本实施例制备的壳聚糖纳米粒子形貌如图1c所示。

对比例3

一种氨基酸-壳聚糖纳米载药系统，其包括壳聚糖纳米微球及其包装的氨基酸活性成分；所述壳聚糖纳米微球为含有质量比例在10∶1的低聚壳聚糖以及三聚磷酸钠；平均粒径1μm，粒径过大，不适合作为透膜、入脑载体。

所述低聚壳聚糖mw800-1000，脱乙酰度：≥93％。

所述氨基酸活性成分为：脯氨酸。

本实施例提供的氨基酸-壳聚糖纳米载药系统的制备方法，包括以下步骤：

(1)将壳聚糖溶于去离子水中配置浓度为10mg/ml的壳聚糖溶液；

(2)对步骤(1)中制得的壳聚糖溶液，加入待负载的氨基酸10mg/ml，均匀混合，调节ph值在5-7之间，制得混合溶液；

(3)将步骤(2)中获得的混合溶液不断搅拌的同时，逐滴滴加浓度在5mg/ml三聚磷酸钠(stpp)水溶液，使壳聚糖和stpp的质量比在10∶1之间，制得本实施例提供的氨基酸-壳聚糖纳米载药系统。

本实施例制备的壳聚糖纳米粒子形貌如图1d所示。

对比例4

一种氨基酸-壳聚糖纳米载药系统，其包括壳聚糖纳米微球及其包装的氨基酸活性成分；所述壳聚糖纳米微球为含有质量比例在50∶1的低聚壳聚糖以及三聚磷酸钠；平均粒径400nm，粒径过大，不适合作为透膜、入脑载体。

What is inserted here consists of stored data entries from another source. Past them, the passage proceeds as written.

impl SampleBuffer {
    /// Allocate a zeroed buffer of `len` samples.
    pub fn new(format: SampleFormat, len: usize) -> Self {
        match format {
            SampleFormat::Signed8 => SampleBuffer::S8(vec![0; len]),
            SampleFormat::Signed16 => SampleBuffer::S16(vec![0; len]),
            SampleFormat::Signed24 => SampleBuffer::S24(vec![0; len]),
            SampleFormat::Signed32 => SampleBuffer::S32(vec![0; len]),
            SampleFormat::Signed64 => SampleBuffer::S64(vec![0; len]),
            SampleFormat::Float => SampleBuffer::Float(vec![0.0; len]),
            SampleFormat::Double => SampleBuffer::Double(vec![0.0; len]),
            SampleFormat::Complex => SampleBuffer::Complex(vec![Complex32::default(); len]),
        }
    }

    /// Build a buffer from normalized samples.
    pub fn from_samples(format: SampleFormat, samples: &[f64]) -> Self {
        let mut buffer = Self::new(format, samples.len());
        for (i, &s) in samples.iter().enumerate() {
            buffer.set_sample(i, s);
        }
        buffer
    }

    /// Storage format of this buffer.
    pub fn format(&self) -> SampleFormat {
        match self {
            SampleBuffer::S8(_) => SampleFormat::Signed8,
            SampleBuffer::S16(_) => SampleFormat::Signed16,
            SampleBuffer::S24(_) => SampleFormat::Signed24,
            SampleBuffer::S32(_) => SampleFormat::Signed32,
            SampleBuffer::S64(_) => SampleFormat::Signed64,
            SampleBuffer::Float(_) => SampleFormat::Float,
            SampleBuffer::Double(_) => SampleFormat::Double,
            SampleBuffer::Complex(_) => SampleFormat::Complex,
        }
    }

    /// Number of samples.
    pub fn len(&self) -> usize {
        match self {
            SampleBuffer::S8(b) => b.len(),
            SampleBuffer::S16(b) => b.len(),
            SampleBuffer::S24(b) | SampleBuffer::S32(b) => b.len(),
            SampleBuffer::S64(b) => b.len(),
            SampleBuffer::Float(b) => b.len(),
            SampleBuffer::Double(b) => b.len(),
            SampleBuffer::Complex(b) => b.len(),
        }
    }

    /// Whether the buffer holds no samples.
    pub fn is_empty(&self) -> bool {
        self.len() == 0
    }

    /// Zero every sample.
    pub fn clear(&mut self) {
        match self {
            SampleBuffer::S8(b) => b.fill(0),
            SampleBuffer::S16(b) => b.fill(0),
            SampleBuffer::S24(b) | SampleBuffer::S32(b) => b.fill(0),
            SampleBuffer::S64(b) => b.fill(0),
            SampleBuffer::Float(b) => b.fill(0.0),
            SampleBuffer::Double(b) => b.fill(0.0),
            SampleBuffer::Complex(b) => b.fill(Complex32::default()),
        }
    }

    /// Grow (zero-filled) or truncate to `len` samples.
    pub fn resize(&mut self, len: usize) {
        match self {
            SampleBuffer::S8(b) => b.resize(len, 0),
            SampleBuffer::S16(b) => b.resize(len, 0),
            SampleBuffer::S24(b) | SampleBuffer::S32(b) => b.resize(len, 0),
            SampleBuffer::S64(b) => b.resize(len, 0),
            SampleBuffer::Float(b) => b.resize(len, 0.0),
            SampleBuffer::Double(b) => b.resize(len, 0.0),
            SampleBuffer::Complex(b) => b.resize(len, Complex32::default()),
        }
    }

    /// Read sample `i` normalized to `[-1.0, 1.0]` (complex: real part).
    ///
    /// # Panics
    ///
    /// Panics if `i` is out of bounds.
    #[inline]
    pub fn sample(&self, i: usize) -> f64 {
        match self {
            SampleBuffer::S8(b) => b[i] as f64 / SampleFormat::Signed8.full_scale(),
            SampleBuffer::S16(b) => b[i] as f64 / SampleFormat::Signed16.full_scale(),
            SampleBuffer::S24(b) => b[i] as f64 / SampleFormat::Signed24.full_scale(),
            SampleBuffer::S32(b) => b[i] as f64 / SampleFormat::Signed32.full_scale(),
            SampleBuffer::S64(b) => b[i] as f64 / SampleFormat::Signed64.full_scale(),
            SampleBuffer::Float(b) => b[i] as f64,
            SampleBuffer::Double(b) => b[i],
            SampleBuffer::Complex(b) => b[i].re as f64,
        }
    }

    /// Write a normalized sample at `i`, clipping integer formats.
    ///
    /// # Panics
    ///
    /// Panics if `i` is out of bounds.
    #[inline]
    pub fn set_sample(&mut self, i: usize, value: f64) {
        match self {
            SampleBuffer::S8(b) => b[i] = quantize(value, SampleFormat::Signed8.full_scale()) as i8,
            SampleBuffer::S16(b) => {
                b[i] = quantize(value, SampleFormat::Signed16.full_scale()) as i16;
            }
            SampleBuffer::S24(b) => {
                b[i] = quantize(value, SampleFormat::Signed24.full_scale()) as i32;
            }
            SampleBuffer::S32(b) => {
                b[i] = quantize(value, SampleFormat::Signed32.full_scale()) as i32;
            }
            SampleBuffer::S64(b) => {
                b[i] = quantize(value, SampleFormat::Signed64.full_scale()) as i64;
            }
            SampleBuffer::Float(b) => b[i] = value as f32,
            SampleBuffer::Double(b) => b[i] = value,
            SampleBuffer::Complex(b) => b[i] = Complex32::new(value as f32, 0.0),
        }
    }

    /// Whether any sample inside `range` is non-zero.
    pub fn has_signal_in(&self, range: Range<usize>) -> bool {
        let end = range.end.min(self.len());
        let start = range.start.min(end);
        match self {
            SampleBuffer::S8(b) => b[start..end].iter().any(|&s| s != 0),
            SampleBuffer::S16(b) => b[start..end].iter().any(|&s| s != 0),
            SampleBuffer::S24(b) | SampleBuffer::S32(b) => b[start..end].iter().any(|&s| s != 0),
            SampleBuffer::S64(b) => b[start..end].iter().any(|&s| s != 0),
            SampleBuffer::Float(b) => b[start..end].iter().any(|&s| s != 0.0),
            SampleBuffer::Double(b) => b[start..end].iter().any(|&s| s != 0.0),
            SampleBuffer::Complex(b) => b[start..end].iter().any(|s| s.re != 0.0 || s.im != 0.0),
        }
    }

    /// Copy `other` into `self`, converting formats. Copies the common prefix.
    pub fn copy_from(&mut self, other: &SampleBuffer) {
        let n = self.len().min(other.len());
        match (self, other) {
            (SampleBuffer::S8(dst), SampleBuffer::S8(src)) => dst[..n].copy_from_slice(&src[..n]),
            (SampleBuffer::S16(dst), SampleBuffer::S16(src)) => {
                dst[..n].copy_from_slice(&src[..n]);
            }
            (SampleBuffer::S24(dst), SampleBuffer::S24(src))
            | (SampleBuffer::S32(dst), SampleBuffer::S32(src)) => {
                dst[..n].copy_from_slice(&src[..n]);
            }
            (SampleBuffer::S64(dst), SampleBuffer::S64(src)) => {
                dst[..n].copy_from_slice(&src[..n]);
            }
            (SampleBuffer::Float(dst), SampleBuffer::Float(src)) => {
                dst[..n].copy_from_slice(&src[..n]);
            }
            (SampleBuffer::Double(dst), SampleBuffer::Double(src)) => {
                dst[..n].copy_from_slice(&src[..n]);
            }
            (SampleBuffer::Complex(dst), SampleBuffer::Complex(src)) => {
                dst[..n].copy_from_slice(&src[..n]);
            }
            (dst, src) => {
                for i in 0..n {
                    dst.set_sample(i, src.sample(i));
                }
            }
        }
    }

    /// Mix `other` into `self` sample by sample, clipping integer formats.
    pub fn add_from(&mut self, other: &SampleBuffer) {
        let n = self.len().min(other.len());
        match (self, other) {
            (SampleBuffer::Float(dst), SampleBuffer::Float(src)) => {
                for (d, s) in dst[..n].iter_mut().zip(&src[..n]) {
                    *d += *s;
                }
            }
            (SampleBuffer::Double(dst), SampleBuffer::Double(src)) => {
                for (d, s) in dst[..n].iter_mut().zip(&src[..n]) {
                    *d += *s;
                }
            }
            (SampleBuffer::S16(dst), SampleBuffer::S16(src)) => {
                for (d, s) in dst[..n].iter_mut().zip(&src[..n]) {
                    *d = d.saturating_add(*s);
                }
            }
            (dst, src) => {
                for i in 0..n {
                    let mixed = dst.sample(i) + src.sample(i);
                    dst.set_sample(i, mixed);
                }
            }
        }
    }

    /// Copy all samples out as normalized `f64`.
    pub fn to_f64_vec(&self) -> Vec<f64> {
        (0..self.len()).map(|i| self.sample(i)).collect()
    }

    /// Write normalized samples into every `stride`-th slot of `out`, starting at `offset`.
    ///
    /// Used to interleave one line into a soundcard buffer. Stops at whichever of
    /// the two buffers runs out first.
    pub fn write_interleaved(&self, out: &mut [f32], offset: usize, stride: usize) {
        let stride = stride.max(1);
        for (i, slot) in out.iter_mut().skip(offset).step_by(stride).enumerate() {
            if i >= self.len() {
                break;
            }
            *slot += self.sample(i) as f32;
        }
    }
}
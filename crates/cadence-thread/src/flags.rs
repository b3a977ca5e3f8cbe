//! Thread flags and states.

/// Status bits of a [`ThreadNode`](crate::ThreadNode).
#[derive(Debug, Clone, Copy, PartialEq, Eq, Default)]
pub struct ThreadFlags(u32);

impl ThreadFlags {
    /// No flags set.
    pub const NONE: Self = Self(0);
    /// Arrived at the barrier of tic phase 0.
    pub const WAIT_0: Self = Self(1 << 0);
    /// Arrived at the barrier of tic phase 1.
    pub const WAIT_1: Self = Self(1 << 1);
    /// Arrived at the barrier of tic phase 2.
    pub const WAIT_2: Self = Self(1 << 2);
    /// Worker loop is live.
    pub const RUNNING: Self = Self(1 << 3);
    /// Started but not yet parked at its first barrier.
    pub const INITIAL_RUN: Self = Self(1 << 4);
    /// Arrived at the barrier of the current tic.
    pub const READY: Self = Self(1 << 5);
    /// Missed too many timelock windows; the tree no longer waits for it.
    pub const SKIPPED_BY_TIMELOCK: Self = Self(1 << 6);
    /// Skipped its run because a greedy lock is held elsewhere.
    pub const SKIP_NON_GREEDY: Self = Self(1 << 7);
    /// Suspend requested by an interrupt.
    pub const RECOVER_INTERRUPTED: Self = Self(1 << 8);
    /// Resume requested by an interrupt.
    pub const RESUME_INTERRUPTED: Self = Self(1 << 9);
    /// Inside a critical section of its routine.
    pub const LOCKED: Self = Self(1 << 10);

    /// Barrier bit for tic phase `tic` (taken modulo 3).
    pub const fn wait(tic: u8) -> Self {
        match tic % 3 {
            0 => Self::WAIT_0,
            1 => Self::WAIT_1,
            _ => Self::WAIT_2,
        }
    }

    /// All barrier bits.
    pub const fn wait_all() -> Self {
        Self(Self::WAIT_0.0 | Self::WAIT_1.0 | Self::WAIT_2.0)
    }

    /// Returns `true` if all bits in `other` are set in `self`.
    #[inline]
    pub const fn contains(self, other: Self) -> bool {
        self.0 & other.0 == other.0
    }

    /// Returns `true` if any bit in `other` is set in `self`.
    #[inline]
    pub const fn intersects(self, other: Self) -> bool {
        self.0 & other.0 != 0
    }

    /// Returns the union of two flag sets.
    #[inline]
    pub const fn union(self, other: Self) -> Self {
        Self(self.0 | other.0)
    }

    /// Raw bits.
    #[inline]
    pub const fn bits(self) -> u32 {
        self.0
    }

    /// Build from raw bits.
    #[inline]
    pub const fn from_bits(bits: u32) -> Self {
        Self(bits)
    }
}

/// Life-cycle state of a thread.
#[derive(Debug, Clone, Copy, PartialEq, Eq)]
#[repr(u8)]
pub enum ThreadState {
    /// Not started, or stopped.
    Idle = 0,
    /// Parked at the barrier.
    Waiting = 1,
    /// Executing its routine.
    Running = 2,
    /// Suspended by an interrupt; arrives at barriers without running.
    Suspended = 3,
}

impl ThreadState {
    pub(crate) const fn from_u8(v: u8) -> Self {
        match v {
            1 => ThreadState::Waiting,
            2 => ThreadState::Running,
            3 => ThreadState::Suspended,
            _ => ThreadState::Idle,
        }
    }
}

/// Next tic phase: 0 → 1 → 2 → 0.
pub const fn next_tic(tic: u8) -> u8 {
    (tic + 1) % 3
}

#[cfg(test)]
mod tests {
    use super::*;

    #[test]
    fn wait_bits_cycle() {
        assert_eq!(ThreadFlags::wait(0), ThreadFlags::WAIT_0);
        assert_eq!(ThreadFlags::wait(4), ThreadFlags::WAIT_1);
        assert!(ThreadFlags::wait_all().contains(ThreadFlags::WAIT_2));
        assert_eq!(next_tic(2), 0);
        assert_eq!(next_tic(0), 1);
    }

    #[test]
    fn state_from_u8() {
        for state in [
            ThreadState::Idle,
            ThreadState::Waiting,
            ThreadState::Running,
            ThreadState::Suspended,
        ] {
            assert_eq!(ThreadState::from_u8(state as u8), state);
        }
    }
}
impl Audio {
    /// Create an audio with no lines.
    pub fn new(name: impl Into<String>, samplerate: u32, buffer_size: usize, format: SampleFormat) -> Arc<Self> {
        let audio = Arc::new_cyclic(|self_ref| Self {
            id: next_id(),
            name: name.into(),
            samplerate: AtomicU32::new(samplerate),
            buffer_size: AtomicUsize::new(buffer_size),
            format: Mutex::new(format),
            layout: Mutex::new(Layout::default()),
            play: Mutex::new(Vec::new()),
            recall: Mutex::new(Vec::new()),
            self_ref: self_ref.clone(),
        });
        tracing::info!(audio = %audio.name, samplerate, buffer_size, %format, "audio created");
        audio
    }

    /// Identifier used in logs.
    pub fn id(&self) -> u64 {
        self.id
    }

    /// Machine name.
    pub fn name(&self) -> &str {
        &self.name
    }

    /// Sample rate in Hz.
    pub fn samplerate(&self) -> u32 {
        self.samplerate.load(Ordering::Acquire)
    }

    /// Frames per buffer.
    pub fn buffer_size(&self) -> usize {
        self.buffer_size.load(Ordering::Acquire)
    }

    /// Storage format of new signals.
    pub fn format(&self) -> SampleFormat {
        *self.format.lock()
    }

    // --- Layout ---

    /// Audio channels per pad.
    pub fn audio_channels(&self) -> usize {
        self.layout.lock().audio_channels
    }

    /// Pad count of one direction.
    pub fn pads(&self, kind: ChannelKind) -> usize {
        self.layout.lock().pads(kind)
    }

    /// Snapshot of the lines of one direction, in line order.
    pub fn channels(&self, kind: ChannelKind) -> Vec<Arc<Channel>> {
        self.layout.lock().lines(kind).clone()
    }

    /// Line `line` of one direction.
    pub fn channel(&self, kind: ChannelKind, line: usize) -> Result<Arc<Channel>> {
        let layout = self.layout.lock();
        let lines = layout.lines(kind);
        lines.get(line).cloned().ok_or(Error::ChannelOutOfRange {
            index: line,
            len: lines.len(),
        })
    }

    /// Line at (`pad`, `audio_channel`).
    pub fn channel_at(&self, kind: ChannelKind, pad: usize, audio_channel: usize) -> Result<Arc<Channel>> {
        let layout = self.layout.lock();
        if audio_channel >= layout.audio_channels || pad >= layout.pads(kind) {
            return Err(Error::ChannelOutOfRange {
                index: pad * layout.audio_channels.max(1) + audio_channel,
                len: layout.lines(kind).len(),
            });
        }
        Ok(Arc::clone(&layout.lines(kind)[pad * layout.audio_channels + audio_channel]))
    }

    /// Whether every pad of both directions carries `audio_channels` lines.
    pub fn is_uniform(&self) -> bool {
        let layout = self.layout.lock();
        layout.outputs.len() == layout.output_pads * layout.audio_channels
            && layout.inputs.len() == layout.input_pads * layout.audio_channels
            && [ChannelKind::Output, ChannelKind::Input].iter().all(|&kind| {
                layout.lines(kind).iter().enumerate().all(|(line, ch)| {
                    ch.line() == line
                        && ch.pad() == line / layout.audio_channels.max(1)
                        && ch.audio_channel() == line % layout.audio_channels.max(1)
                })
            })
    }

    /// Change the audio channel count of every pad, both directions.
    ///
    /// Returns the channels that were removed.
    pub fn set_audio_channels(&self, audio_channels: usize) -> Vec<Arc<Channel>> {
        let mut layout = self.layout.lock();
        let old = layout.audio_channels;
        layout.audio_channels = audio_channels;
        let mut removed = self.relayout(&mut layout, ChannelKind::Output, old);
        removed.extend(self.relayout(&mut layout, ChannelKind::Input, old));
        drop(layout);
        tracing::debug!(audio = %self.name, old, new = audio_channels, "audio channels resized");
        removed
    }

    /// Change the pad count of one direction.
    ///
    /// Returns the channels that were removed.
    pub fn set_pads(&self, kind: ChannelKind, pads: usize) -> Vec<Arc<Channel>> {
        let mut layout = self.layout.lock();
        let old = layout.pads(kind);
        match kind {
            ChannelKind::Output => layout.output_pads = pads,
            ChannelKind::Input => layout.input_pads = pads,
        }
        let audio_channels = layout.audio_channels;
        let removed = self.relayout(&mut layout, kind, audio_channels);
        drop(layout);
        tracing::debug!(audio = %self.name, kind = kind.name(), old, new = pads, "pads resized");
        removed
    }

    fn relayout(&self, layout: &mut Layout, kind: ChannelKind, old_audio_channels: usize) -> Vec<Arc<Channel>> {
        let pads = layout.pads(kind);
        let audio_channels = layout.audio_channels;
        let old_lines = match kind {
            ChannelKind::Output => std::mem::take(&mut layout.outputs),
            ChannelKind::Input => std::mem::take(&mut layout.inputs),
        };
        let old_pads = if old_audio_channels == 0 {
            0
        } else {
            old_lines.len() / old_audio_channels
        };

        let mut slots: Vec<Option<Arc<Channel>>> = old_lines.into_iter().map(Some).collect();
        let mut lines = Vec::with_capacity(pads * audio_channels);
        for pad in 0..pads {
            for audio_channel in 0..audio_channels {
                let reused = (pad < old_pads && audio_channel < old_audio_channels)
                    .then(|| slots[pad * old_audio_channels + audio_channel].take())
                    .flatten();
                let channel = reused.unwrap_or_else(|| {
                    Channel::new(
                        kind,
                        Recycling::with_template(self.samplerate(), self.buffer_size(), self.format()),
                    )
                });
                channel.attach(self.self_ref.clone(), pad, audio_channel, lines.len());
                lines.push(channel);
            }
        }

        for pair in lines.windows(2) {
            Recycling::link(&pair[0].recycling(), &pair[1].recycling());
        }
        if let Some(first) = lines.first() {
            first.recycling().unlink_prev();
        }
        if let Some(last) = lines.last() {
            last.recycling().unlink_next();
        }

        let removed: Vec<_> = slots.into_iter().flatten().collect();
        for channel in &removed {
            channel.attach(Weak::new(), 0, 0, 0);
            Channel::unlink(channel);
            let recycling = channel.recycling();
            recycling.unlink_prev();
            recycling.unlink_next();
        }

        match kind {
            ChannelKind::Output => layout.outputs = lines,
            ChannelKind::Input => layout.inputs = lines,
        }
        removed
    }

    // --- Recall lists ---

    /// Snapshot of the audio-level play list.
    pub fn play(&self) -> Vec<Arc<Recall>> {
        self.play.lock().clone()
    }

    /// Snapshot of the audio-level recall list.
    pub fn recall(&self) -> Vec<Arc<Recall>> {
        self.recall.lock().clone()
    }

    /// Append to the audio-level play list.
    pub fn add_play(&self, recall: Arc<Recall>) {
        self.play.lock().push(recall);
    }

    /// Append to the audio-level recall list.
    pub fn add_recall(&self, recall: Arc<Recall>) {
        self.recall.lock().push(recall);
    }

    /// Instantiate every audio-level template and every template of every
    /// output line for `recall_id`.
    ///
    /// Audio-level instances resolve among themselves. Each line's instances
    /// resolve against the audio-level instances plus that line's own, so a
    /// channel recall may depend on an audio recall but never on a recall of
    /// another line.
    pub fn duplicate_recall(&self, recall_id: &Arc<RecallId>) -> Vec<Arc<Recall>> {
        let mut created = Vec::new();
        for list in [&self.play, &self.recall] {
            let templates: Vec<_> = list.lock().iter().filter(|r| r.is_template()).cloned().collect();
            let instances: Vec<_> = templates
                .iter()
                .map(|template| {
                    let target = (template.kind() == RecallKind::Audio
                        && matches!(template.target(), RecallTarget::None))
                    .then(|| RecallTarget::Audio(self.self_ref.clone()));
                    template.duplicate_with_target(recall_id, target)
                })
                .collect();
            list.lock().extend(instances.iter().cloned());
            created.extend(instances);
        }
        for instance in &created {
            if let Err(err) = instance.resolve_dependencies(&created) {
                tracing::warn!(audio = %self.name, error = %err, "dependency resolution failed");
            }
        }
        let audio_level = created.len();
        for channel in self.channels(ChannelKind::Output) {
            let instances = channel.instantiate(recall_id);
            let scope: Vec<_> = created[..audio_level].iter().chain(&instances).cloned().collect();
            channel.resolve_within(&instances, &scope);
            created.extend(instances);
        }
        created
    }

    /// Request cancellation of every instance under `recall_id`'s context.
    pub fn cancel_recall(&self, recall_id: &RecallId) -> usize {
        let mut cancelled = 0;
        for recall in self.play().into_iter().chain(self.recall()) {
            if recall.recall_id().is_some_and(|id| id.same_context(recall_id)) {
                recall.cancel();
                cancelled += 1;
            }
        }
        for channel in self.channels(ChannelKind::Output) {
            cancelled += channel.cancel_recall(recall_id);
        }
        cancelled
    }

    /// Run one tic: audio-level lists, then every output line.
    pub fn run_tic(&self) {
        let play = self.play();
        let recall = self.recall();
        recall::run_tic(&[&play, &recall]);
        for channel in self.channels(ChannelKind::Output) {
            channel.run_tic();
        }
    }

    /// Unlink finished recalls everywhere. Call between tics.
    pub fn collect_done(&self) -> Vec<Arc<Recall>> {
        let mut removed = recall::collect_done(&mut self.play.lock());
        removed.extend(recall::collect_done(&mut self.recall.lock()));
        for kind in [ChannelKind::Output, ChannelKind::Input] {
            for channel in self.channels(kind) {
                removed.extend(channel.collect_done());
            }
        }
        removed
    }

    // --- Configuration ---

    fn all_channels(&self) -> Vec<Arc<Channel>> {
        let layout = self.layout.lock();
        layout.outputs.iter().chain(&layout.inputs).cloned().collect()
    }

    fn notify(&self, event: &RecallEvent) {
        for recall in self.play().into_iter().chain(self.recall()) {
            recall.notify(event);
        }
    }

    /// Change frames per buffer for every signal and recall.
    pub fn set_buffer_size(&self, buffer_size: usize) -> Result<()> {
        if buffer_size == 0 {
            return Err(Error::InvalidConfig {
                what: "buffer size",
                value: 0,
            });
        }
        self.buffer_size.store(buffer_size, Ordering::Release);
        for channel in self.all_channels() {
            channel.set_buffer_size(buffer_size);
        }
        self.notify(&RecallEvent::BufferSize(buffer_size));
        tracing::info!(audio = %self.name, buffer_size, "buffer size changed");
        Ok(())
    }

    /// Change the sample rate of every signal and recall.
    pub fn set_samplerate(&self, samplerate: u32) -> Result<()> {
        if samplerate == 0 {
            return Err(Error::InvalidConfig {
                what: "samplerate",
                value: 0,
            });
        }
        self.samplerate.store(samplerate, Ordering::Release);
        for channel in self.all_channels() {
            channel.set_samplerate(samplerate);
        }
        self.notify(&RecallEvent::Samplerate(samplerate));
        tracing::info!(audio = %self.name, samplerate, "samplerate changed");
        Ok(())
    }

    /// Change the storage format of every signal.
    pub fn set_format(&self, format: SampleFormat) {
        *self.format.lock() = format;
        for channel in self.all_channels() {
            channel.set_format(format);
        }
        self.notify(&RecallEvent::Format(format));
        tracing::info!(audio = %self.name, %format, "format changed");
    }
}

所述低聚壳聚糖mw800-1000，脱乙酰度：≥93％。

所述氨基酸活性成分为：脯氨酸。

本实施例提供的氨基酸-壳聚糖纳米载药系统的制备方法，包括以下步骤：

(1)将壳聚糖溶于去离子水中配置浓度为10mg/ml的壳聚糖溶液；

(2)对步骤(1)中制得的壳聚糖溶液，加入待负载的氨基酸10mg/ml，均匀混合，调节ph值在5-7之间，制得混合溶液；

(3)将步骤(2)中获得的混合溶液不断搅拌的同时，逐滴滴加浓度在5mg/ml三聚磷酸钠(stpp)水溶液，使壳聚糖和stpp的质量比在50∶1之间，制得本实施例提供的氨基酸-壳聚糖纳米载药系统。

本实施例制备的壳聚糖纳米粒子形貌如图1e所示。

对比例5

本对比例与实施例2的操作步骤相同，仅制备步骤(2)ph值调节为3。制备得到的壳聚糖纳米粒子电位为20mv，不适合作为透膜、入脑载体，同时纳米粒子形成团聚状态，分散性能不佳(图7a)。

对比例6

本对比例与实施例2的操作步骤相同，仅制备步骤(2)ph值调节为13。制备得到的壳聚糖纳米粒子电位为-14mv，不适合作为透膜、入脑载体，同时纳米粒子形成结晶状态，分散性能不佳(图7b)。

本领域的技术人员容易理解，以上所述仅为本发明的较佳实施例而已，并不用以限制本发明，凡在本发明的精神和原则之内所作的任何修改、等同替换和改进等，均应包含在本发明的保护范围之内。